Illustration of symbolic heuristic search. To the right, search space, where all states with the same initial-state distance (g) and estimated goal distance (h) are represented by a single binary decision diagram (to the left), and only those whose g+h <= solution cost need to be considered.
Daniel Fišer, Álvaro Torralba and Joerg Hoffmann won an outstanding paper runners-up award at AAAI 2022 for their paper Operator-potential heuristics for symbolic search. Here, Álvaro tells us more about the field of optical planning, their methodology, and how potential heuristics can be used in symbolic search with very positive results.
At a very general level, the research is on automated planning. This is a sub-area of AI where we try to answer the question: what is the best way to act given our knowledge of the world? We aim for general solvers that are domain-independent, so they can perform intelligence decision making in any situation.
In this case, we particularly deal with optimal planning, finding what is the best sequence of actions to achieve a set of goals (with guarantee of minimum cost). The key is that, in order to decide what to do now, you need to think in advance about what the outcome of your actions will be and how you will continue. We call this process search, where we search in the space of all possible alternative paths that you could follow. There are several ways of performing this search, and we present in this paper a new form to perform it in a very efficient way.
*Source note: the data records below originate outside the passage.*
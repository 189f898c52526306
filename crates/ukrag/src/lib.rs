//! Extraction, normalization and RAG classification for UK government
//! statistical publications.
//!
//! Upstream sources publish CSV, Excel, ODS and zipped spreadsheets with
//! undocumented, release-to-release-changing layouts. The pipeline loads the
//! raw bytes into sheet-aware cell grids, locates metric values by heuristic
//! content matching, optionally derives year-over-year change from level
//! series, classifies each value against a threshold policy and emits uniform
//! metric records. Extraction failures degrade to configured published
//! headlines instead of aborting the batch.

pub mod catalog;
pub mod config;
pub mod error;
pub mod extract;
pub mod fetch;
pub mod pipeline;
pub mod record;
pub mod status;
pub mod tabular;
pub mod telemetry;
Research in AI planning has a very broad range of applications. In particular, it can be used in any application where one needs to optimize cost. For example, in logistics and distribution of goods, these tools can help to plan the delivery in an optimal way to optimize the cost for the company. It can also be very helpful in Industry 4.0, automatization of warehouses, etc. But it is also useful in very different kind of problems, that apparently are far away from the ones above. It has been used in security systems or natural language generation, just to give a couple of “non-classical” examples.
In all these applications, AI planning has many advantages due to having an explicit, symbolic, representation of the agent’s knowledge about the world. First, it is cheap, as you don’t need to design a program to solve the problem, but just use one of the existing tools. It is also very flexible. In a changing environment, we just need to introduce the new description of our knowledge, and we don’t need to modify the solver in any way. Furthermore, it is safe and explainable. For example, safety constraints can be easily introduced so the system will never perform unsafe actions.
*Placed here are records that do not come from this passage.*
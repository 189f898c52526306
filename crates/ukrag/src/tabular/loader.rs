//! Turns raw response bytes into sheet-aware cell grids.
//!
//! Formats are declared by the metric configuration rather than sniffed:
//! upstream sources serve stable content types per endpoint even when the
//! layout inside the file shifts between releases.

use std::fmt;
use std::io::{Cursor, Read, Seek};

use calamine::{open_workbook_auto_from_rs, Data, Ods, Reader, Xlsx};
use tracing::{debug, warn};

use super::{Cell, Grid, Workbook};

/// Declared format of a fetched payload.
#[derive(Debug, Clone, Copy, PartialEq, Eq)]
pub enum FormatHint {
    Csv,
    Excel,
    Ods,
    Zip,
}

impl fmt::Display for FormatHint {
    fn fmt(&self, f: &mut fmt::Formatter<'_>) -> fmt::Result {
        let name = match self {
            FormatHint::Csv => "csv",
            FormatHint::Excel => "excel",
            FormatHint::Ods => "ods",
            FormatHint::Zip => "zip",
        };
        f.write_str(name)
    }
}

/// Bytes could not be parsed as the declared format. Callers route this to
/// the fallback path; it never aborts a whole metric batch.
#[derive(Debug, thiserror::Error)]
#[error("could not load {byte_len} bytes as {format}: {reason}")]
pub struct LoadError {
    pub format: FormatHint,
    pub byte_len: usize,
    reason: String,
}

impl LoadError {
    fn new(format: FormatHint, byte_len: usize, reason: impl Into<String>) -> Self {
        Self {
            format,
            byte_len,
            reason: reason.into(),
        }
    }
}

/// Load raw bytes into a workbook of grids, one per sheet.
pub fn load(bytes: &[u8], format: FormatHint) -> Result<Workbook, LoadError> {
    let workbook = match format {
        FormatHint::Csv => {
            let grid = load_csv(bytes)
                .map_err(|err| LoadError::new(format, bytes.len(), err.to_string()))?;
            let mut workbook = Workbook::new();
            workbook.push("data", grid);
            workbook
        }
        FormatHint::Excel => load_excel(bytes)?,
        FormatHint::Ods => load_ods(bytes)?,
        FormatHint::Zip => load_zip(bytes)?,
    };
    debug!(
        format = %format,
        sheets = workbook.len(),
        bytes = bytes.len(),
        "loaded publication"
    );
    Ok(workbook)
}

fn load_csv(bytes: &[u8]) -> Result<Grid, csv::Error> {
    let mut reader = csv::ReaderBuilder::new()
        .has_headers(false)
        .flexible(true)
        .from_reader(bytes);
    let mut rows = Vec::new();
    for record in reader.records() {
        let record = record?;
        rows.push(record.iter().map(Cell::text).collect());
    }
    Ok(Grid::from_rows(rows))
}

fn load_excel(bytes: &[u8]) -> Result<Workbook, LoadError> {
    let cursor = Cursor::new(bytes.to_vec());
    let mut reader = Xlsx::new(cursor)
        .map_err(|err| LoadError::new(FormatHint::Excel, bytes.len(), err.to_string()))?;
    collect_sheets(&mut reader)
        .map_err(|reason| LoadError::new(FormatHint::Excel, bytes.len(), reason))
}

/// ODS first; when that engine rejects the payload, retry with the
/// auto-detecting opener before giving up.
fn load_ods(bytes: &[u8]) -> Result<Workbook, LoadError> {
    match Ods::new(Cursor::new(bytes.to_vec())) {
        Ok(mut reader) => collect_sheets(&mut reader)
            .map_err(|reason| LoadError::new(FormatHint::Ods, bytes.len(), reason)),
        Err(ods_err) => {
            warn!(error = %ods_err, "ods engine rejected payload, retrying with auto-detect");
            let mut reader = open_workbook_auto_from_rs(Cursor::new(bytes.to_vec()))
                .map_err(|err| LoadError::new(FormatHint::Ods, bytes.len(), err.to_string()))?;
            collect_sheets(&mut reader)
                .map_err(|reason| LoadError::new(FormatHint::Ods, bytes.len(), reason))
        }
    }
}

/// Enumerate zip entries, loading `.csv` and `.xlsx` members as nested grids
/// keyed by entry name. Other entries are ignored; a member that fails to
/// parse is skipped rather than failing the whole archive.
fn load_zip(bytes: &[u8]) -> Result<Workbook, LoadError> {
    let mut archive = zip::ZipArchive::new(Cursor::new(bytes))
        .map_err(|err| LoadError::new(FormatHint::Zip, bytes.len(), err.to_string()))?;
    let mut workbook = Workbook::new();

    for index in 0..archive.len() {
        let mut entry = archive
            .by_index(index)
            .map_err(|err| LoadError::new(FormatHint::Zip, bytes.len(), err.to_string()))?;
        if !entry.is_file() {
            continue;
        }
        let name = entry.name().to_string();
        let lower = name.to_ascii_lowercase();
        if !lower.ends_with(".csv") && !lower.ends_with(".xlsx") {
            continue;
        }

        let mut buf = Vec::new();
        if let Err(err) = entry.read_to_end(&mut buf) {
            warn!(entry = %name, error = %err, "skipping unreadable zip entry");
            continue;
        }

        if lower.ends_with(".csv") {
            match load_csv(&buf) {
                Ok(grid) => workbook.push(name, grid),
                Err(err) => warn!(entry = %name, error = %err, "skipping malformed csv entry"),
            }
        } else {
            match load_excel(&buf) {
                Ok(nested) => {
                    for (sheet, grid) in nested.iter() {
                        workbook.push(format!("{name}:{sheet}"), grid.clone());
                    }
                }
                Err(err) => warn!(entry = %name, error = %err, "skipping malformed xlsx entry"),
            }
        }
    }

    Ok(workbook)
}

fn collect_sheets<RS, R>(reader: &mut R) -> Result<Workbook, String>
where
    RS: Read + Seek,
    R: Reader<RS>,
    R::Error: fmt::Display,
{
    let mut workbook = Workbook::new();
    for name in reader.sheet_names().to_owned() {
        let range = reader
            .worksheet_range(&name)
            .map_err(|err| err.to_string())?;
        workbook.push(name, grid_from_range(&range));
    }
    Ok(workbook)
}

fn grid_from_range(range: &calamine::Range<Data>) -> Grid {
    let rows = range
        .rows()
        .map(|row| row.iter().map(cell_from_data).collect())
        .collect();
    Grid::from_rows(rows)
}

fn cell_from_data(data: &Data) -> Cell {
    match data {
        Data::Empty | Data::Error(_) => Cell::Empty,
        Data::Float(value) => Cell::Number(*value),
        Data::Int(value) => Cell::Number(*value as f64),
        Data::Bool(value) => Cell::text(value.to_string()),
        Data::String(raw) => Cell::text(raw.clone()),
        Data::DateTime(value) => Cell::Number(value.as_f64()),
        Data::DateTimeIso(raw) | Data::DurationIso(raw) => Cell::text(raw.clone()),
    }
}

#[cfg(test)]
mod tests {
    use super::*;
    use std::io::Write;
    use zip::write::SimpleFileOptions;

    fn zip_with(entries: &[(&str, &[u8])]) -> Vec<u8> {
        let mut cursor = Cursor::new(Vec::new());
        {
            let mut writer = zip::ZipWriter::new(&mut cursor);
            for (name, content) in entries {
                writer
                    .start_file(*name, SimpleFileOptions::default())
                    .expect("start entry");
                writer.write_all(content).expect("write entry");
            }
            writer.finish().expect("finish zip");
        }
        cursor.into_inner()
    }

    #[test]
    fn csv_bytes_become_a_single_sheet_grid() {
        let workbook = load(b"a,b\n1,2\n", FormatHint::Csv).expect("load csv");
        assert_eq!(workbook.sheet_names(), vec!["data"]);
        let grid = workbook.first().expect("grid");
        assert_eq!(grid.rows().len(), 2);
        assert_eq!(grid.rows()[1][0].as_number(), Some(1.0));
    }

    #[test]
    fn quoted_ons_style_csv_keeps_fields_intact() {
        let payload = b"\"Title\",\"CPI ANNUAL RATE\"\n\"2024 Q1\",\"3.5\"\n";
        let workbook = load(payload, FormatHint::Csv).expect("load csv");
        let grid = workbook.first().expect("grid");
        assert_eq!(grid.rows()[1][0].label().as_deref(), Some("2024 Q1"));
        assert_eq!(grid.rows()[1][1].as_number(), Some(3.5));
    }

    #[test]
    fn zip_loader_keeps_csv_entries_and_ignores_the_rest() {
        let payload = zip_with(&[
            ("perceptions.csv", b"area,safe\nEngland,72.1\n" as &[u8]),
            ("readme.txt", b"notes" as &[u8]),
        ]);
        let workbook = load(&payload, FormatHint::Zip).expect("load zip");
        assert_eq!(workbook.sheet_names(), vec!["perceptions.csv"]);
        let grid = workbook.first().expect("grid");
        assert_eq!(grid.rows()[1][1].as_number(), Some(72.1));
    }

    #[test]
    fn zip_loader_skips_malformed_members_without_failing() {
        let payload = zip_with(&[
            ("broken.xlsx", b"not really a workbook" as &[u8]),
            ("data.csv", b"k,v\nx,1\n" as &[u8]),
        ]);
        let workbook = load(&payload, FormatHint::Zip).expect("load zip");
        assert_eq!(workbook.sheet_names(), vec!["data.csv"]);
    }

    #[test]
    fn garbage_bytes_surface_a_load_error_with_context() {
        let err = load(b"definitely not a zip", FormatHint::Zip).expect_err("load error");
        assert_eq!(err.format, FormatHint::Zip);
        assert_eq!(err.byte_len, 20);
    }

    #[test]
    fn garbage_bytes_fail_excel_and_ods_loading() {
        assert!(load(b"\x00\x01\x02", FormatHint::Excel).is_err());
        assert!(load(b"\x00\x01\x02", FormatHint::Ods).is_err());
    }

    /// Minimal but complete xlsx package, assembled entry by entry.
    fn minimal_xlsx() -> Vec<u8> {
        let content_types = br#"<?xml version="1.0" encoding="UTF-8" standalone="yes"?>
<Types xmlns="http://schemas.openxmlformats.org/package/2006/content-types">
<Default Extension="rels" ContentType="application/vnd.openxmlformats-package.relationships+xml"/>
<Default Extension="xml" ContentType="application/xml"/>
<Override PartName="/xl/workbook.xml" ContentType="application/vnd.openxmlformats-officedocument.spreadsheetml.sheet.main+xml"/>
<Override PartName="/xl/worksheets/sheet1.xml" ContentType="application/vnd.openxmlformats-officedocument.spreadsheetml.worksheet+xml"/>
</Types>"#;
        let root_rels = br#"<?xml version="1.0" encoding="UTF-8" standalone="yes"?>
<Relationships xmlns="http://schemas.openxmlformats.org/package/2006/relationships">
<Relationship Id="rId1" Type="http://schemas.openxmlformats.org/officeDocument/2006/relationships/officeDocument" Target="xl/workbook.xml"/>
</Relationships>"#;
        let workbook = br#"<?xml version="1.0" encoding="UTF-8" standalone="yes"?>
<workbook xmlns="http://schemas.openxmlformats.org/spreadsheetml/2006/main" xmlns:r="http://schemas.openxmlformats.org/officeDocument/2006/relationships">
<sheets><sheet name="Sheet1" sheetId="1" r:id="rId1"/></sheets>
</workbook>"#;
        let workbook_rels = br#"<?xml version="1.0" encoding="UTF-8" standalone="yes"?>
<Relationships xmlns="http://schemas.openxmlformats.org/package/2006/relationships">
<Relationship Id="rId1" Type="http://schemas.openxmlformats.org/officeDocument/2006/relationships/worksheet" Target="worksheets/sheet1.xml"/>
</Relationships>"#;
        let sheet = br#"<?xml version="1.0" encoding="UTF-8" standalone="yes"?>
<worksheet xmlns="http://schemas.openxmlformats.org/spreadsheetml/2006/main">
<sheetData><row r="1"><c r="A1"><v>42</v></c></row></sheetData>
</worksheet>"#;
        zip_with(&[
            ("[Content_Types].xml", content_types as &[u8]),
            ("_rels/.rels", root_rels as &[u8]),
            ("xl/workbook.xml", workbook as &[u8]),
            ("xl/_rels/workbook.xml.rels", workbook_rels as &[u8]),
            ("xl/worksheets/sheet1.xml", sheet as &[u8]),
        ])
    }

    #[test]
    fn ods_loader_degrades_to_the_auto_engine() {
        // The ODS engine rejects an xlsx package (no content.xml); the
        // auto-detecting retry must still open it.
        let payload = minimal_xlsx();
        let workbook = load(&payload, FormatHint::Ods).expect("auto-detect retry");
        assert!(!workbook.is_empty());
        let grid = workbook.first().expect("grid");
        assert_eq!(grid.rows()[0][0].as_number(), Some(42.0));
    }
}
In the last few years, there have been two main search techniques to look for the best possible plan: symbolic search and heuristic search.
For years, several attempts had been made at combining these two ideas, and using heuristics in symbolic search, but they were not entirely successful. In fact, a recent publication (by David Speck et al.) showed that, somewhat counter-intuitively, having better estimations is not necessarily good in symbolic search. This led to thinking that these two ideas cannot be successfully combined.
But, in this paper we found out that, a particular class of heuristics (called potential heuristics) can be used in symbolic search with very positive results.
Our methodology combines theory and practice. From the theoretical side, we ask about the properties of planning algorithms and models. In this case, we show that, under certain assumptions, potential heuristics can be expressed as a value for each action. This property is what allows us to efficiently compute them over sets of states.
From the practical side, in the planning community we have a standardized methodology to evaluate the performance of our proposal, including a standard benchmark set with around 2000 test cases. In this case, we use these benchmarks to evaluate how potential heuristics impact in symbolic search, but also we compare it with other state-of-the art algorithms, and analyze in how many cases each variant of the algorithm is superior.
We presented several variants of potential heuristics with symbolic search, and we have also performed a comparison among them, not only to determine which one is better, but also to understand which properties that have an impact on performance.
From the practical side, we ask how these heuristics impact on symbolic search. We evaluate our algorithms in a standard benchmark set with around 2000 test cases, and analyze in how many cases each variant of the algorithm is superior.
There is a lot to be done. This work has opened several theoretical questions, as it contradicts our previous intuitions on combining heuristics and symbolic search. Now, we know that this kind of heuristics can be helpful, and we have an intuitive understanding of why. A very interesting theoretical question is what exactly makes a heuristic good in symbolic search. We know that the metrics we use in traditional heuristic search are not adequate to answer this question. But now that we have an example of a good heuristic, we can try to formalize our intuitions, and that could lead to other useful heuristics in symbolic search.
In a more practical context, we will develop the use of potential heuristics in symbolic search to more complex algorithms, for example, extending it use to backward and bidirectional search (we have already started to work in this direction), to get more efficient algorithms.
You can read the paper in full here.
Álvaro Torralba is currently an Associate Professor at the Department of Computer Science, Aalborg University in Denmark. His main research interest lies in AI planning, around the question of how to automate intelligent decision making in all kind of domains.